Genetic manipulations of viral IFN antagonists will be useful for development of new candidate vaccines. An attractive approach is to generate recombinant viruses with targeted deletions or mutations in genes known for encoding the IFN antagonists. Such mutants are excellent candidates for modified live virus vaccines. The respiratory syncytial and influenza viruses are pioneers in using this approach for vaccine development (53, 55). The respiratory syncytial virus NS2 protein modulates the type I IFN activity through the inhibition of STAT2 in the JAK-STAT pathway (40). Recombinant bovine respiratory syncytial virus (BRSV) lacking the NS2 protein induced protection against challenge with virulent BRSV, which was associated with higher BRSV-specific antibody titers and greater priming of BRSV-specific, IFN-γ-producing CD4+ T cells (55). The NS1 protein of influenza A virus is a potent IFN antagonist. A recombinant influenza A virus expressing an RNA-binding defective NS1 protein induces high levels of IFN response and is attenuated in vivo (12, 53). In our case, the coupling of the nsp2 IFN antagonism with the protease cleavage function makes it difficult to remove the nsp2 IFN antagonism from the virus and, at the same time, to maintain the viability of the virus. Although we have not obtained a recombinant virus with a dramatic improvement in NF-κB response, our study presents the initial effort in an attempt to knock out the IFN antagonist function from the PRRSV. A better approach for knocking out these IFN antagonists is under active investigation in our laboratory.

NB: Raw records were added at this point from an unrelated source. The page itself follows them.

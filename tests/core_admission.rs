// tests/core_admission.rs

use dwgbatch::engine::{
    CoreScheduler, NOT_STARTED_EXIT_CODE, OutputStream, SchedulerEvent, SchedulerOptions,
};
use dwgbatch::jobs::JobState;
use dwgbatch_test_utils::builders::{
    events, finished, job, jobs, named_jobs, queue_empty_count, started,
};
use dwgbatch_test_utils::fake_launcher::{FakeFailure, FakeHandle, FakeLauncher};
use dwgbatch_test_utils::init_tracing;

fn core(max_parallel: usize) -> CoreScheduler<FakeHandle> {
    CoreScheduler::new(SchedulerOptions {
        max_parallel,
        emit_logs: true,
    })
}

#[test]
fn five_jobs_two_slots_run_in_submission_order() {
    init_tracing();
    let mut launcher = FakeLauncher::new();
    let mut core = core(2);
    let mut seen = Vec::new();

    let step = core.submit(jobs(5), &mut launcher);
    seen.extend(events(&step));
    assert_eq!(started(&seen), vec!["job1", "job2"]);
    assert_eq!(core.active_jobs(), vec!["job1", "job2"]);
    assert_eq!(core.pending_jobs(), vec!["job3", "job4", "job5"]);

    // Exits in arbitrary order; each frees exactly one slot.
    for (name, code) in [("job2", 0), ("job1", 1), ("job3", 0), ("job5", 0), ("job4", 0)] {
        let step = core.handle_exit(name, code, &mut launcher);
        seen.extend(events(&step));
        assert!(core.active_len() <= 2);
    }

    assert_eq!(started(&seen), vec!["job1", "job2", "job3", "job4", "job5"]);
    assert_eq!(
        finished(&seen),
        vec![
            ("job2".to_string(), 0),
            ("job1".to_string(), 1),
            ("job3".to_string(), 0),
            ("job5".to_string(), 0),
            ("job4".to_string(), 0),
        ]
    );
    assert_eq!(queue_empty_count(&seen), 1);
    assert_eq!(seen.last(), Some(&SchedulerEvent::QueueEmpty));
    assert!(core.is_idle());
    assert_eq!(launcher.launched(), vec!["job1", "job2", "job3", "job4", "job5"]);
}

#[test]
fn replacement_starts_right_after_finished() {
    let mut launcher = FakeLauncher::new();
    let mut core = core(1);

    core.submit(named_jobs(&["a", "b"]), &mut launcher);
    let step = core.handle_exit("a", 0, &mut launcher);

    assert_eq!(
        events(&step),
        vec![
            SchedulerEvent::Finished {
                job: "a".into(),
                exit_code: 0
            },
            SchedulerEvent::Started { job: "b".into() },
        ]
    );
}

#[test]
fn queue_empty_is_reported_once_per_idle_period() {
    let mut launcher = FakeLauncher::new();
    let mut core = core(2);

    core.submit(jobs(1), &mut launcher);
    let step = core.handle_exit("job1", 0, &mut launcher);
    assert_eq!(queue_empty_count(&events(&step)), 1);

    // Nothing changed: no second QueueEmpty.
    assert!(core.admit(&mut launcher).is_empty());
    assert!(core.configure(3, &mut launcher).is_empty());

    // New work, new idle period.
    core.submit(named_jobs(&["late"]), &mut launcher);
    let step = core.handle_exit("late", 0, &mut launcher);
    assert_eq!(queue_empty_count(&events(&step)), 1);
}

#[test]
fn submitting_nothing_to_an_idle_scheduler_reports_queue_empty() {
    let mut launcher = FakeLauncher::new();
    let mut core = core(2);

    let step = core.submit(Vec::new(), &mut launcher);
    assert_eq!(events(&step), vec![SchedulerEvent::QueueEmpty]);

    let step = core.submit(Vec::new(), &mut launcher);
    assert!(step.is_empty());
}

#[test]
fn admit_is_idempotent_at_the_ceiling() {
    let mut launcher = FakeLauncher::new();
    let mut core = core(2);

    core.submit(jobs(4), &mut launcher);
    let again = core.admit(&mut launcher);

    assert!(again.is_empty());
    assert_eq!(launcher.launched(), vec!["job1", "job2"]);
    assert_eq!(core.pending_len(), 2);
}

#[test]
fn raising_the_ceiling_starts_pending_jobs_immediately() {
    let mut launcher = FakeLauncher::new();
    let mut core = core(1);

    core.submit(jobs(4), &mut launcher);
    let step = core.configure(3, &mut launcher);

    assert_eq!(started(&events(&step)), vec!["job2", "job3"]);
    assert_eq!(core.active_len(), 3);
    assert_eq!(core.pending_jobs(), vec!["job4"]);
}

#[test]
fn lowering_the_ceiling_lets_running_jobs_drain() {
    let mut launcher = FakeLauncher::new();
    let mut core = core(4);

    core.submit(jobs(6), &mut launcher);
    assert_eq!(core.active_len(), 4);

    let step = core.configure(1, &mut launcher);
    assert!(step.is_empty());
    assert_eq!(core.active_len(), 4, "lowering must not kill anything");
    assert!(launcher.killed().is_empty());

    // Three exits just shrink the active set; the fourth frees a slot.
    for name in ["job1", "job2", "job3"] {
        let step = core.handle_exit(name, 0, &mut launcher);
        assert!(started(&events(&step)).is_empty());
    }
    let step = core.handle_exit("job4", 0, &mut launcher);
    assert_eq!(started(&events(&step)), vec!["job5"]);
    assert_eq!(core.active_len(), 1);
}

#[test]
fn configure_clamps_out_of_range_values() {
    let mut launcher = FakeLauncher::new();
    let mut core = core(2);

    core.configure(0, &mut launcher);
    assert_eq!(core.max_parallel(), 1);

    core.configure(50, &mut launcher);
    assert_eq!(core.max_parallel(), 12);

    let core = CoreScheduler::<FakeHandle>::new(SchedulerOptions {
        max_parallel: 99,
        emit_logs: true,
    });
    assert_eq!(core.max_parallel(), 12);
}

#[test]
fn stop_reaps_every_active_job_and_discards_pending() {
    let mut launcher = FakeLauncher::new();
    let mut core = core(3);

    core.submit(jobs(7), &mut launcher);
    assert_eq!(core.active_len(), 3);
    assert_eq!(core.pending_len(), 4);

    let step = core.stop();

    assert_eq!(
        step.reaped_jobs().collect::<Vec<_>>(),
        vec!["job1", "job2", "job3"]
    );
    assert_eq!(step.events().count(), 0, "stop emits nothing by itself");
    assert!(core.is_idle());

    // Late exits from reaped processes are ignored, keeping Finished exactly-once.
    let step = core.handle_exit("job1", 137, &mut launcher);
    assert!(step.is_empty());

    // Stopping is not draining.
    assert!(core.admit(&mut launcher).is_empty());
    assert_eq!(launcher.launched(), vec!["job1", "job2", "job3"]);
}

#[test]
fn stop_on_an_idle_scheduler_is_a_no_op() {
    let mut core = core(2);
    assert!(core.stop().is_empty());
}

#[test]
fn scheduler_is_reusable_after_stop() {
    let mut launcher = FakeLauncher::new();
    let mut core = core(2);

    core.submit(jobs(3), &mut launcher);
    core.stop();

    let step = core.submit(named_jobs(&["again"]), &mut launcher);
    assert_eq!(started(&events(&step)), vec!["again"]);

    let step = core.handle_exit("again", 0, &mut launcher);
    assert_eq!(queue_empty_count(&events(&step)), 1);
}

#[test]
fn missing_file_failure_reports_error_line_then_sentinel_and_moves_on() {
    let mut launcher = FakeLauncher::new().failing("job1", FakeFailure::MissingScript);
    let mut core = core(1);

    let step = core.submit(jobs(2), &mut launcher);
    let seen = events(&step);

    assert!(matches!(
        &seen[0],
        SchedulerEvent::ErrorLine { job, line } if job == "job1" && line.starts_with("ERROR: Script not found")
    ));
    assert_eq!(
        seen[1],
        SchedulerEvent::Finished {
            job: "job1".into(),
            exit_code: NOT_STARTED_EXIT_CODE
        }
    );
    assert_eq!(seen[2], SchedulerEvent::Started { job: "job2".into() });
    assert_eq!(seen.len(), 3);
    assert_eq!(core.active_jobs(), vec!["job2"]);
}

#[test]
fn spawn_failure_reports_only_the_sentinel() {
    let mut launcher = FakeLauncher::new().failing("solo", FakeFailure::Spawn);
    let mut core = core(2);

    let step = core.submit(named_jobs(&["solo"]), &mut launcher);

    assert_eq!(
        events(&step),
        vec![
            SchedulerEvent::Finished {
                job: "solo".into(),
                exit_code: NOT_STARTED_EXIT_CODE
            },
            SchedulerEvent::QueueEmpty,
        ]
    );
}

#[test]
fn duplicate_name_is_rejected_at_submit() {
    let mut launcher = FakeLauncher::new();
    let mut core = core(1);

    core.submit(named_jobs(&["a", "b"]), &mut launcher);
    let step = core.submit(named_jobs(&["a", "b", "c"]), &mut launcher);
    let seen = events(&step);

    assert_eq!(
        finished(&seen),
        vec![
            ("a".to_string(), NOT_STARTED_EXIT_CODE),
            ("b".to_string(), NOT_STARTED_EXIT_CODE),
        ]
    );
    assert!(seen.iter().any(|e| matches!(
        e,
        SchedulerEvent::ErrorLine { job, line } if job == "a" && line.contains("duplicate")
    )));
    assert_eq!(core.pending_jobs(), vec!["b", "c"]);
    assert_eq!(core.state_of("a"), Some(JobState::Running));
}

#[test]
fn output_is_relayed_only_for_active_jobs() {
    let mut launcher = FakeLauncher::new();
    let mut core = core(1);
    core.submit(named_jobs(&["a", "b"]), &mut launcher);

    let step = core.handle_output("a", OutputStream::Stdout, "Regenerating model.".into());
    assert_eq!(
        events(&step),
        vec![SchedulerEvent::OutputLine {
            job: "a".into(),
            line: "Regenerating model.".into()
        }]
    );

    let step = core.handle_output("a", OutputStream::Stderr, "warning".into());
    assert_eq!(
        events(&step),
        vec![SchedulerEvent::ErrorLine {
            job: "a".into(),
            line: "warning".into()
        }]
    );

    // Pending job.
    assert!(core.handle_output("b", OutputStream::Stdout, "x".into()).is_empty());
    // Unknown job.
    assert!(core.handle_output("zzz", OutputStream::Stdout, "x".into()).is_empty());
}

#[test]
fn disabling_logs_suppresses_lines_but_not_lifecycle_events() {
    let mut launcher = FakeLauncher::new();
    let mut core = CoreScheduler::<FakeHandle>::new(SchedulerOptions {
        max_parallel: 2,
        emit_logs: false,
    });

    let step = core.submit(vec![job("quiet")], &mut launcher);
    assert_eq!(started(&events(&step)), vec!["quiet"]);

    assert!(
        core.handle_output("quiet", OutputStream::Stdout, "hello".into())
            .is_empty()
    );

    let step = core.handle_exit("quiet", 0, &mut launcher);
    assert_eq!(finished(&events(&step)), vec![("quiet".to_string(), 0)]);
}

#[test]
fn state_of_tracks_pending_and_running() {
    let mut launcher = FakeLauncher::new();
    let mut core = core(1);
    core.submit(named_jobs(&["a", "b"]), &mut launcher);

    assert_eq!(core.state_of("a"), Some(JobState::Running));
    assert_eq!(core.state_of("b"), Some(JobState::Pending));

    core.handle_exit("a", 0, &mut launcher);
    assert_eq!(core.state_of("a"), None);
    assert_eq!(core.state_of("b"), Some(JobState::Running));
}
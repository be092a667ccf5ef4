// tests/args.rs

use std::ffi::OsString;

use dwgbatch::exec::{LaunchSettings, command_line, engine_args};
use dwgbatch::jobs::Job;
use dwgbatch::types::EngineKind;

fn strings(args: Vec<OsString>) -> Vec<String> {
    args.into_iter()
        .map(|a| a.to_string_lossy().into_owned())
        .collect()
}

fn plan_job() -> Job {
    Job::for_input("drawings/site-plan.dwg", "out/site-plan__batch.scr")
}

#[test]
fn core_console_passes_input_with_flag() {
    let settings = LaunchSettings {
        language: Some("en-US".into()),
        ..LaunchSettings::new("accoreconsole.exe")
    };

    assert_eq!(
        strings(engine_args(&settings, &plan_job())),
        vec![
            "/l",
            "en-US",
            "/i",
            "drawings/site-plan.dwg",
            "/s",
            "out/site-plan__batch.scr"
        ]
    );
}

#[test]
fn desktop_passes_input_positionally_after_product_and_language() {
    let settings = LaunchSettings {
        engine: EngineKind::Desktop,
        language: Some("de-DE".into()),
        product: Some("C3D".into()),
        ..LaunchSettings::new("acad.exe")
    };

    assert_eq!(
        strings(engine_args(&settings, &plan_job())),
        vec![
            "/product",
            "C3D",
            "/l",
            "de-DE",
            "drawings/site-plan.dwg",
            "/s",
            "out/site-plan__batch.scr"
        ]
    );
}

#[test]
fn blank_flags_are_omitted() {
    let settings = LaunchSettings {
        language: Some(" ".into()),
        product: Some(String::new()),
        ..LaunchSettings::new("accoreconsole.exe")
    };

    assert_eq!(
        strings(engine_args(&settings, &plan_job())),
        vec!["/i", "drawings/site-plan.dwg", "/s", "out/site-plan__batch.scr"]
    );
}

#[test]
fn command_line_quotes_arguments_with_spaces() {
    let settings = LaunchSettings::new("C:/Program Files/Autodesk/accoreconsole.exe");
    let job = Job::for_input("My Drawings/plan.dwg", "plan.scr");

    assert_eq!(
        command_line(&settings, &job),
        "\"C:/Program Files/Autodesk/accoreconsole.exe\" /i \"My Drawings/plan.dwg\" /s plan.scr"
    );
}

#[test]
fn engine_kind_and_mode_parse_from_flags() {
    use dwgbatch::types::LaunchMode;

    assert_eq!("accore".parse::<EngineKind>(), Ok(EngineKind::CoreConsole));
    assert_eq!(" Desktop ".parse::<EngineKind>(), Ok(EngineKind::Desktop));
    assert!("lt".parse::<EngineKind>().is_err());
    assert_eq!("console".parse::<LaunchMode>(), Ok(LaunchMode::Console));
    assert!("hidden".parse::<LaunchMode>().is_err());
}
// src/main.rs

use dwgbatch::{cli, logging, run};

#[tokio::main]
async fn main() {
    if let Err(err) = run_main().await {
        eprintln!("dwgbatch error: {err:?}");
        std::process::exit(1);
    }
}

async fn run_main() -> anyhow::Result<()> {
    let args = cli::parse();
    logging::init_logging(args.log_level)?;
    run(args).await
}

In conclusion, our results provide direct evidence that PRRSV nsp2 suppresses IFN-β production by blocking the activation of the key transcription factor NF-κB, and this effect was mapped to the N-terminal cysteine protease (OTU) domain region of the protein. The identification and elimination of viral protein functions responsible for immune evasion are fundamental for the development of a modified live PRRSV vaccine. Our mutagenesis and reverse genetics studies demonstrate that type I interferon response could be enhanced by modifying certain amino acids that are located on the cysteine protease (OTU) domain region of nsp2. These findings provide an important insight for future development of genetically modified live-virus vaccines.
Acknowledgments
We thank Adolfo García-Sastre (Mount Sinai School of Medicine, NY) for providing pCAGGS plasmid, Takashi Fujita (Kyoto University, Tokyo, Japan) for providing the p125Luc plasmid, Domenico Tortorella (Mount Sinai School of Medicine, NY) for providing pcDNA3.1(+)-HA-Ub plasmid, Peter Howley (Harvard Medical School, MA) for contributing the p4489 Flag-beta TrCP plasmid, Anjana Rao (Harvard Medical School, MA) for contributing the pCMV2-IKK2-WT plasmid, and Jurgen Richt (Kansas State University, KS) for providing influenza A/swine/Texas/4199-2/98 virus.
This project was supported by the National Research Initiative of the USDA Cooperative State Research, Education and Extension Service (grant number 2007-01745).
Footnotes
Published ahead of print on 26 May 2010.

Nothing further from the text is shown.